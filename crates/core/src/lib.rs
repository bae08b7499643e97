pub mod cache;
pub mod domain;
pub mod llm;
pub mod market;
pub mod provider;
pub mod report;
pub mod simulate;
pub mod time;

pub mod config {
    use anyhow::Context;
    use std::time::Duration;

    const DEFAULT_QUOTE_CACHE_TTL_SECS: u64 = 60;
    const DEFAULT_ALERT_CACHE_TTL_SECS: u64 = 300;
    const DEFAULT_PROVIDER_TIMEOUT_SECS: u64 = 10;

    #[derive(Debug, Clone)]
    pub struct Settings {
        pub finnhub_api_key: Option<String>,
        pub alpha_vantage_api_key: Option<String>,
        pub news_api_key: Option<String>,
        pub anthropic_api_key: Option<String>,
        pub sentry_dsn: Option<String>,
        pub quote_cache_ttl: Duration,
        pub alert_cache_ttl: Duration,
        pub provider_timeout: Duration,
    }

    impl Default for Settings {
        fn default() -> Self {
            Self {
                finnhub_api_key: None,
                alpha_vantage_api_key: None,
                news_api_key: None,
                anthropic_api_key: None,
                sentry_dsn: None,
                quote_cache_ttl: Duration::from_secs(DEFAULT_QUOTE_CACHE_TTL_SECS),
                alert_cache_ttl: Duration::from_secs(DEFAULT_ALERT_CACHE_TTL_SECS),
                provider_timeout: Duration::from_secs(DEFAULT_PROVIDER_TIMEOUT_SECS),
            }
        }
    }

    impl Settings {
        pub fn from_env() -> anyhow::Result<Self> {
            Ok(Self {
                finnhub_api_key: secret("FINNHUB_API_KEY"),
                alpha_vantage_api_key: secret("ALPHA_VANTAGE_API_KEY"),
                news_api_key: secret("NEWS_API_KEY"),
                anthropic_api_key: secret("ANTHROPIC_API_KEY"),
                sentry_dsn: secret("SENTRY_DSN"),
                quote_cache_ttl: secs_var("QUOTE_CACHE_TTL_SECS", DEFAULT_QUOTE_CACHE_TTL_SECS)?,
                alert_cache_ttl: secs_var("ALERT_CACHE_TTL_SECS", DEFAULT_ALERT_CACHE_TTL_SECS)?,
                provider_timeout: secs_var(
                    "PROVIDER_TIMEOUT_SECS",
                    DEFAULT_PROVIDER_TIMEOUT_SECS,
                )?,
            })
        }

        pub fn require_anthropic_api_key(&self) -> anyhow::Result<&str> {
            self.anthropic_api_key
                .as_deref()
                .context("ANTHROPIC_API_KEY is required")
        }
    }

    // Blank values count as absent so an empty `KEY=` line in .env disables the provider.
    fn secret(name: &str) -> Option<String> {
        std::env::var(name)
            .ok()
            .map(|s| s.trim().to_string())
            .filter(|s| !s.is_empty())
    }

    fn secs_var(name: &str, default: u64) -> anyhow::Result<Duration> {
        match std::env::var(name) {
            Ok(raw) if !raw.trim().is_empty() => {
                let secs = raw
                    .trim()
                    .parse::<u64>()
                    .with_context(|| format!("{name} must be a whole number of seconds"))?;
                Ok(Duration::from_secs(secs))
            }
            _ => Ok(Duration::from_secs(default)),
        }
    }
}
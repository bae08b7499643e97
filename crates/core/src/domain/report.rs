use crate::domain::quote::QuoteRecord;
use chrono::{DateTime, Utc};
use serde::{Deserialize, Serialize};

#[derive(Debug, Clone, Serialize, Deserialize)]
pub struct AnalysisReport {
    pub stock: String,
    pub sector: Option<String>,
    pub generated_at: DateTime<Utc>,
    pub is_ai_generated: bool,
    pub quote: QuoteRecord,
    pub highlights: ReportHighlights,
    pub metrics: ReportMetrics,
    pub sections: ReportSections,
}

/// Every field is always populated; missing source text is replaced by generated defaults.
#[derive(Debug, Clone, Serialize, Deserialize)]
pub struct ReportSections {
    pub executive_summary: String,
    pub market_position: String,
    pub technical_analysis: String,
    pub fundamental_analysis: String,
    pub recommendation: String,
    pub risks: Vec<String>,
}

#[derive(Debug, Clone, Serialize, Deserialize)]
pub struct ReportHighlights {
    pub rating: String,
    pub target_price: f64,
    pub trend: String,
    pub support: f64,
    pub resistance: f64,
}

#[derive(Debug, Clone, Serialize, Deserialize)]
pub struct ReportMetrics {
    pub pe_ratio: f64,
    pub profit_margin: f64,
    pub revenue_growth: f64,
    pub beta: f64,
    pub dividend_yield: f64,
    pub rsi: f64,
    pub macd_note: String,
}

PROBLEM TO WORK ON: Please write out the entries exactly, keeping every line intact.

REPLY TO THE TASK:
filename crates/core/src/lib.rs
repository bae08b7499643e97
pub mod cache;
pub mod domain;
pub mod llm;
pub mod market;
pub mod provider;
pub mod report;
pub mod simulate;
pub mod time;

pub mod config {
    use anyhow::Context;
    use std::time::Duration;

    const DEFAULT_QUOTE_CACHE_TTL_SECS: u64 = 60;
    const DEFAULT_ALERT_CACHE_TTL_SECS: u64 = 300;
    const DEFAULT_PROVIDER_TIMEOUT_SECS: u64 = 10;

    #[derive(Debug, Clone)]
    pub struct Settings {
        pub finnhub_api_key: Option<String>,
        pub alpha_vantage_api_key: Option<String>,
        pub news_api_key: Option<String>,
        pub anthropic_api_key: Option<String>,
        pub sentry_dsn: Option<String>,
        pub quote_cache_ttl: Duration,
        pub alert_cache_ttl: Duration,
        pub provider_timeout: Duration,
    }

    impl Default for Settings {
        fn default() -> Self {
            Self {
                finnhub_api_key: None,
                alpha_vantage_api_key: None,
                news_api_key: None,
                anthropic_api_key: None,
                sentry_dsn: None,
                quote_cache_ttl: Duration::from_secs(DEFAULT_QUOTE_CACHE_TTL_SECS),
                alert_cache_ttl: Duration::from_secs(DEFAULT_ALERT_CACHE_TTL_SECS),
                provider_timeout: Duration::from_secs(DEFAULT_PROVIDER_TIMEOUT_SECS),
            }
        }
    }

    impl Settings {
        pub fn from_env() -> anyhow::Result<Self> {
            Ok(Self {
                finnhub_api_key: secret("FINNHUB_API_KEY"),
                alpha_vantage_api_key: secret("ALPHA_VANTAGE_API_KEY"),
                news_api_key: secret("NEWS_API_KEY"),
                anthropic_api_key: secret("ANTHROPIC_API_KEY"),
                sentry_dsn: secret("SENTRY_DSN"),
                quote_cache_ttl: secs_var("QUOTE_CACHE_TTL_SECS", DEFAULT_QUOTE_CACHE_TTL_SECS)?,
                alert_cache_ttl: secs_var("ALERT_CACHE_TTL_SECS", DEFAULT_ALERT_CACHE_TTL_SECS)?,
                provider_timeout: secs_var(
                    "PROVIDER_TIMEOUT_SECS",
                    DEFAULT_PROVIDER_TIMEOUT_SECS,
                )?,
            })
        }

        pub fn require_anthropic_api_key(&self) -> anyhow::Result<&str> {
            self.anthropic_api_key
                .as_deref()
                .context("ANTHROPIC_API_KEY is required")
        }
    }

    // Blank values count as absent so an empty `KEY=` line in .env disables the provider.
    fn secret(name: &str) -> Option<String> {
        std::env::var(name)
            .ok()
            .map(|s| s.trim().to_string())
            .filter(|s| !s.is_empty())
    }

    fn secs_var(name: &str, default: u64) -> anyhow::Result<Duration> {
        match std::env::var(name) {
            Ok(raw) if !raw.trim().is_empty() => {
                let secs = raw
                    .trim()
                    .parse::<u64>()
                    .with_context(|| format!("{name} must be a whole number of seconds"))?;
                Ok(Duration::from_secs(secs))
            }
            _ => Ok(Duration::from_secs(default)),
        }
    }
}
repository bae08b7499643e97
filename crates/core/src/domain/report.rs
use crate::domain::quote::QuoteRecord;
use chrono::{DateTime, Utc};
use serde::{Deserialize, Serialize};

#[derive(Debug, Clone, Serialize, Deserialize)]
pub struct AnalysisReport {
    pub stock: String,
    pub sector: Option<String>,
    pub generated_at: DateTime<Utc>,
    pub is_ai_generated: bool,
    pub quote: QuoteRecord,
    pub highlights: ReportHighlights,
    pub metrics: ReportMetrics,
    pub sections: ReportSections,
}

/// Every field is always populated; missing source text is replaced by generated defaults.
#[derive(Debug, Clone, Serialize, Deserialize)]
pub struct ReportSections {
    pub executive_summary: String,
    pub market_position: String,
    pub technical_analysis: String,
    pub fundamental_analysis: String,
    pub recommendation: String,
    pub risks: Vec<String>,
}

#[derive(Debug, Clone, Serialize, Deserialize)]
pub struct ReportHighlights {
    pub rating: String,
    pub target_price: f64,
    pub trend: String,
    pub support: f64,
    pub resistance: f64,
}

#[derive(Debug, Clone, Serialize, Deserialize)]
pub struct ReportMetrics {
    pub pe_ratio: f64,
    pub profit_margin: f64,
    pub revenue_growth: f64,
    pub beta: f64,
    pub dividend_yield: f64,
    pub rsi: f64,
    pub macd_note: String,
}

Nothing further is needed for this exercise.